Most importantly, the color red, largely absent from his earlier works, now dominates the canvas to a deliberately exaggerated degree. Here the sky, the ship and the sun are a dramatic, rich red, an explicit reference to the Cultural Revolution, where not only was red the color of the revolution, but the sun itself was often a symbol for Chairman Mao (and the Chinese people, like sunflowers, turned towards him) (Fig. 1). In I Always Wanted to Be A Sailor, it is hard to say whether the sun is rising or setting; is it waning on the end of this child's adventure, or is the dawn of a new day? The sailor himself stands with a jaunty and relaxed confidence - that of either a hero or a clown - and in either case unconcerned about the ridiculousness of his position.

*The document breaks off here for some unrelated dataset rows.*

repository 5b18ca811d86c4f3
pub mod repositories;
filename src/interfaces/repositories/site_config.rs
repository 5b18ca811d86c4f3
use std::sync::Arc;

use crate::constants::SITE_CONFIG_SLOT;
use crate::entities::site_config::{SiteConfig, SiteConfigPatch};

use super::store::{SlotStore, SlotStoreExt};

/// Access to the single site-configuration record.
pub trait SiteConfigRepository: Send + Sync {
    /// Effective configuration: the stored record resolved over the
    /// documented defaults.
    fn get(&self) -> SiteConfig;

    /// Applies a partial update over the stored record and returns the
    /// result.
    fn update(&self, patch: SiteConfigPatch) -> SiteConfig;

    /// Replaces the stored admin password checksum; `None` removes it,
    /// leaving the editing surface open.
    fn set_password_checksum(&self, checksum: Option<String>) -> SiteConfig;
}

/// Store-backed repository over the `admin-site-config` slot.
pub struct StoreSiteConfigRepo {
    store: Arc<dyn SlotStore>,
}

impl StoreSiteConfigRepo {
    pub fn new(store: Arc<dyn SlotStore>) -> Self {
        StoreSiteConfigRepo { store }
    }
}

impl SiteConfigRepository for StoreSiteConfigRepo {
    fn get(&self) -> SiteConfig {
        SiteConfig::resolve(self.store.get(SITE_CONFIG_SLOT))
    }

    fn update(&self, patch: SiteConfigPatch) -> SiteConfig {
        let mut updated = SiteConfig::default();
        self.store.update::<SiteConfig>(SITE_CONFIG_SLOT, |current| {
            let mut config = SiteConfig::resolve(current);
            patch.clone().apply(&mut config);
            updated = config.clone();
            config
        });
        updated
    }

    fn set_password_checksum(&self, checksum: Option<String>) -> SiteConfig {
        let mut updated = SiteConfig::default();
        self.store.update::<SiteConfig>(SITE_CONFIG_SLOT, |current| {
            let mut config = SiteConfig::resolve(current);
            config.admin_password = checksum.clone();
            updated = config.clone();
            config
        });
        updated
    }
}
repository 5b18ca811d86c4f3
use serde::{Serialize, de::DeserializeOwned};
use serde_json::Value;

/// Handle returned by [`SlotStore::subscribe`], used to unsubscribe.
#[derive(Debug, Clone, Copy, PartialEq, Eq, Hash)]
pub struct ObserverId(pub u64);

pub type Observer = Box<dyn Fn(&Value) + Send + Sync>;

/// Named-slot persistence contract: get/set/subscribe over JSON values.
///
/// Implementations are infallible from the caller's perspective; a durable
/// backend that fails to persist logs the failure and keeps serving the
/// in-memory value. Each slot has a single logical writer (the repository
/// that owns it) and any number of readers.
pub trait SlotStore: Send + Sync {
    /// Current value of the slot, if any.
    fn read(&self, key: &str) -> Option<Value>;

    /// Atomically replaces the slot value. The updater receives the current
    /// value and returns the full replacement, so read-modify-write never
    /// loses a concurrent update. Subscribers of the slot are notified with
    /// the new value after the write settles.
    fn replace(&self, key: &str, update: &mut dyn FnMut(Option<Value>) -> Value);

    /// Registers an observer invoked with the new value on every write to
    /// `key`.
    fn subscribe(&self, key: &str, observer: Observer) -> ObserverId;

    fn unsubscribe(&self, id: ObserverId);
}

/// Typed access over the JSON slot contract. A stored value that no longer
/// decodes as `T` is treated as absent and logged, never surfaced as an
/// error.
pub trait SlotStoreExt: SlotStore {
    fn get<T: DeserializeOwned>(&self, key: &str) -> Option<T> {
        let value = self.read(key)?;
        match serde_json::from_value(value) {
            Ok(typed) => Some(typed),
            Err(e) => {
                tracing::warn!("Stored value under '{}' is not decodable: {}", key, e);
                None
            }
        }
    }

    fn update<T>(&self, key: &str, mut update: impl FnMut(Option<T>) -> T)
    where
        T: Serialize + DeserializeOwned,
    {
        let mut apply = |current: Option<Value>| -> Value {
            let typed = current.and_then(|value| match serde_json::from_value(value) {
                Ok(typed) => Some(typed),
                Err(e) => {
                    tracing::warn!("Replacing undecodable value under '{}': {}", key, e);
                    None
                }
            });
            match serde_json::to_value(update(typed)) {
                Ok(next) => next,
                Err(e) => {
                    tracing::error!("Could not encode value for '{}': {}", key, e);
                    Value::Null
                }
            }
        };
        self.replace(key, &mut apply);
    }
}

impl<S: SlotStore + ?Sized> SlotStoreExt for S {}
use std::fmt;

use derive_more::Display;
use serde::Serialize;
use validator::ValidationErrors;

#[derive(Debug, Serialize)]
pub struct FieldError {
    pub field: String,
    pub message: String,
}

#[derive(Debug)]
pub enum AppError {
    ValidationError(Vec<FieldError>),
    NotFound(String),
    Conflict(String),
}

impl fmt::Display for AppError {
    fn fmt(&self, f: &mut fmt::Formatter<'_>) -> fmt::Result {
        match self {
            AppError::ValidationError(errors) => {
                let messages = errors.iter()
                    .map(|e| format!("{}:{}", e.field, e.message))
                    .collect::<Vec<_>>()
                    .join(", ");
                write!(f, "validation error: {}", messages)
            }
            AppError::NotFound(msg) => write!(f, "Not found: {}", msg),
            AppError::Conflict(msg) => write!(f, "Conflict: {}", msg),
        }
    }
}

impl std::error::Error for AppError {}

impl From<ValidationErrors> for AppError {
    fn from(errors: ValidationErrors) -> Self {
        let field_errors = errors
            .field_errors()
            .iter()
            .flat_map(|(field, errors)| {
                errors.iter().map(|e| FieldError {
                    field: field.to_string(),
                    message: e
                        .message
                        .as_ref()
                        .map(|s| s.to_string())
                        .unwrap_or_else(|| "Invalid value".to_string()),
                })
            })
            .collect();

        AppError::ValidationError(field_errors)
    }
}

/// Failures of the credential gate. Surfaced to the user as transient
/// notifications; none of them abort anything.
#[derive(Debug, Display, PartialEq, Eq)]
pub enum AuthError {
    #[display("Incorrect password")]
    Rejected,

    #[display("Password must have at least 6 characters")]
    PasswordTooShort,

    #[display("Passwords do not match")]
    PasswordMismatch,
}

impl std::error::Error for AuthError {}
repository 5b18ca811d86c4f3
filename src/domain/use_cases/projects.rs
use validator::Validate;

use crate::entities::project::Project;
use crate::errors::AppError;
use crate::repositories::projects::ProjectRepository;

use super::session::EditSession;

/// Drives the project tab of the admin panel: listing, draft lifecycle and
/// commits through the repository.
pub struct ProjectsHandler<R>
where
    R: ProjectRepository,
{
    pub repo: R,
    session: EditSession<Project>,
}

impl<R> ProjectsHandler<R>
where
    R: ProjectRepository,
{
    pub fn new(repo: R) -> Self {
        ProjectsHandler {
            repo,
            session: EditSession::default(),
        }
    }

    pub fn list(&self) -> Vec<Project> {
        self.repo.list()
    }

    /// Opens a blank draft for a new project.
    pub fn start_create(&mut self) -> Result<(), AppError> {
        self.session.start_create(Project::default())
    }

    /// Opens a draft copying an existing project.
    pub fn start_edit(&mut self, project: Project) -> Result<(), AppError> {
        self.session.start_edit(project)
    }

    pub fn draft(&self) -> Option<&Project> {
        self.session.draft()
    }

    pub fn draft_mut(&mut self) -> Option<&mut Project> {
        self.session.draft_mut()
    }

    /// Appends a technology tag to the open draft. Blank input is ignored;
    /// duplicates are allowed.
    pub fn add_tag(&mut self, tag: &str) {
        if let Some(draft) = self.session.draft_mut() {
            draft.add_tag(tag);
        }
    }

    /// Removes the tag at `index` from the open draft.
    pub fn remove_tag(&mut self, index: usize) {
        if let Some(draft) = self.session.draft_mut() {
            draft.remove_tag(index);
        }
    }

    /// Discards the open draft without persisting anything.
    pub fn cancel(&mut self) {
        self.session.cancel();
    }

    /// Validates and commits the open draft, then returns to idle. Nothing
    /// is persisted when validation fails, and the draft stays open so the
    /// form can be corrected.
    pub fn confirm(&mut self) -> Result<Project, AppError> {
        let draft = self
            .session
            .draft()
            .cloned()
            .ok_or_else(|| AppError::NotFound("no draft open".into()))?;
        draft.validate()?;

        let saved = self.repo.save(draft);
        self.session.cancel();
        tracing::info!("Project '{}' saved", saved.title);
        Ok(saved)
    }

    /// Deletes by id; unknown ids are a no-op.
    pub fn delete(&mut self, id: i64) {
        self.repo.delete(id);
    }
}

#[cfg(test)]
mod tests {
    use mockall::mock;

    use super::*;

    mock! {
        ProjectRepo {}

        impl ProjectRepository for ProjectRepo {
            fn list(&self) -> Vec<Project>;
            fn save(&self, project: Project) -> Project;
            fn delete(&self, id: i64);
        }
    }

    #[test]
    fn confirm_commits_exactly_once() {
        let mut repo = MockProjectRepo::new();
        repo.expect_save().times(1).returning(|mut project| {
            project.id = 42;
            project
        });

        let mut handler = ProjectsHandler::new(repo);
        handler.start_create().unwrap();
        handler.draft_mut().unwrap().title = "Weather bot".to_string();

        let saved = handler.confirm().unwrap();
        assert_eq!(saved.id, 42);
        assert!(handler.draft().is_none());
    }

    #[test]
    fn cancel_never_touches_the_repository() {
        let mut repo = MockProjectRepo::new();
        repo.expect_save().times(0);

        let mut handler = ProjectsHandler::new(repo);
        handler.start_create().unwrap();
        handler.add_tag("Rust");
        handler.cancel();
        assert!(handler.draft().is_none());
    }

    #[test]
    fn invalid_drafts_are_not_committed() {
        let mut repo = MockProjectRepo::new();
        repo.expect_save().times(0);

        let mut handler = ProjectsHandler::new(repo);
        handler.start_create().unwrap();

        // Blank title fails validation; the draft stays open.
        assert!(matches!(
            handler.confirm(),
            Err(AppError::ValidationError(_))
        ));
        assert!(handler.draft().is_some());
    }
}
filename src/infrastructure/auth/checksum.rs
//! Digest for the admin password gate.

/// Computes the gate checksum of a secret: a 32-bit wrapping string hash
/// over UTF-16 code units, rendered in signed base 36.
///
/// This is deliberately NOT a cryptographic hash. The gate is a deterrent
/// against casual visitors opening the admin overlay; the checksum can be
/// brute-forced and is stored alongside the content it protects. Known
/// limitation, kept on purpose. The exact algorithm also keeps checksums
/// stored by earlier deployments valid.
pub fn compute_checksum(secret: &str) -> String {
    let mut hash: i32 = 0;
    for unit in secret.encode_utf16() {
        hash = hash
            .wrapping_shl(5)
            .wrapping_sub(hash)
            .wrapping_add(i32::from(unit));
    }
    to_base36(hash)
}

fn to_base36(value: i32) -> String {
    const DIGITS: &[u8; 36] = b"0123456789abcdefghijklmnopqrstuvwxyz";

    if value == 0 {
        return "0".to_string();
    }

    let negative = value < 0;
    let mut magnitude = i64::from(value).unsigned_abs();
    let mut out = Vec::new();
    while magnitude > 0 {
        out.push(DIGITS[(magnitude % 36) as usize] as char);
        magnitude /= 36;
    }
    if negative {
        out.push('-');
    }
    out.iter().rev().collect()
}
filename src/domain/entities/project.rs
use chrono::Utc;
use serde::{Deserialize, Serialize};
use validator::Validate;

use super::catalog::{Gradient, ProjectCategory, ProjectIcon};

/// Id value marking a project that has not been persisted yet.
pub const UNSAVED_PROJECT_ID: i64 = 0;

#[derive(Debug, Clone, Default, PartialEq, Serialize, Deserialize, Validate)]
#[serde(rename_all = "camelCase", default)]
pub struct Project {
    /// Immutable once assigned; 0 means "new, not yet saved".
    pub id: i64,
    #[validate(length(min = 1, message = "Title is required"))]
    pub title: String,
    pub description: String,
    pub full_description: String,
    /// Technology tags in display order. Duplicates are allowed.
    pub stack: Vec<String>,
    pub category: ProjectCategory,
    pub icon: ProjectIcon,
    pub gradient: Gradient,
    /// Emoji glyph, or an external image URL when it starts with `http`.
    pub image: String,
    #[serde(skip_serializing_if = "Option::is_none")]
    pub repository_url: Option<String>,
    #[serde(skip_serializing_if = "Option::is_none")]
    pub demo_url: Option<String>,
}

impl Project {
    pub fn is_unsaved(&self) -> bool {
        self.id == UNSAVED_PROJECT_ID
    }

    /// True when `image` holds an external URL rather than an emoji glyph.
    pub fn has_image_url(&self) -> bool {
        self.image.starts_with("http")
    }

    /// Picks an id for a project being created: the creation timestamp in
    /// milliseconds, bumped past any id already taken.
    pub(crate) fn fresh_id(existing: &[Project]) -> i64 {
        let mut id = Utc::now().timestamp_millis();
        while id == UNSAVED_PROJECT_ID || existing.iter().any(|p| p.id == id) {
            id += 1;
        }
        id
    }

    /// Appends a technology tag. Input is trimmed; blank input is ignored.
    pub fn add_tag(&mut self, tag: &str) {
        let tag = tag.trim();
        if !tag.is_empty() {
            self.stack.push(tag.to_string());
        }
    }

    /// Removes the tag at `index`; out-of-range positions are ignored.
    pub fn remove_tag(&mut self, index: usize) {
        if index < self.stack.len() {
            self.stack.remove(index);
        }
    }
}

Liu Ye has stated that, "The first comedy I watched as a child was Charlie Chaplin's 'City Lights' (Fig. 2), a movie that makes one laugh wildly and cry hysterically, using a comedic form to tell a tragic story. The harder you laugh, the more desolate the tragic fate of the character in the story comes to seem. No one can laugh just once at this, which is why it is a truly great movie" (Z. Zhu, Liu Ye, Kunstmuseum Bern Timezone 8; p. 7). Liu Ye's love for the tragic-comic is evident in his portrait of the child-sailor, who is indeed in many ways Chaplin-esque. He appears almost like a caricature for naval recruitment, or an advertisement for a film never made. In the 1990's in Beijing, a colloquial phrase for joining the entrepreneurial class was to "dive into the sea", and Liu's canvas, drawing with economical mastery from a repertoire of symbols and references, may serve as a visual pun for the adventure of capitalism that was being embraced by the Chinese people.

The artist has stated that his return to his home country was a bit of a shock. Several years of "open door" policies had led to rapid urban development in Beijing and an increasingly consumerist-oriented society. Indeed, his country suddenly seemed powerfully oriented towards an unknown future, seeming to leave both the idealism and ideologies of communism behind. In I Always Wanted to Be A Sailor, the young sailor embodies an ease and confidence despite the absurdity of his position; a new sun may be rising, but it remains unclear where it will lead. He may be the captain of this enormous warship, or it could just as easily have abandoned him on this desolate island. I Always Wanted to Be A Sailor then makes for a deceptively innocuous and playful scene, evidence of Liu Ye's romantic disposition but also his questioning of the presumptions of the new era, reducing it to the folly of child's play, both in contrast to and as an extension of the futile exploits of the Cultural Revolution. Liu Ye's childlike world of misadventure in fact serves as a clever and insightful mirror to the uncertainty and anxiety felt towards the dubious priorities and politics of a new China. However, the over-riding mood of innocent adventure suggests that it would be a mistake to reduce Liu Ye's works to something so mundane as socio-political critique; Liu Ye's appeal and greatest insight lies in his appreciation of how dreams and fantasies, the romance and mystery of adventure, is what drives us, regardless of ideology.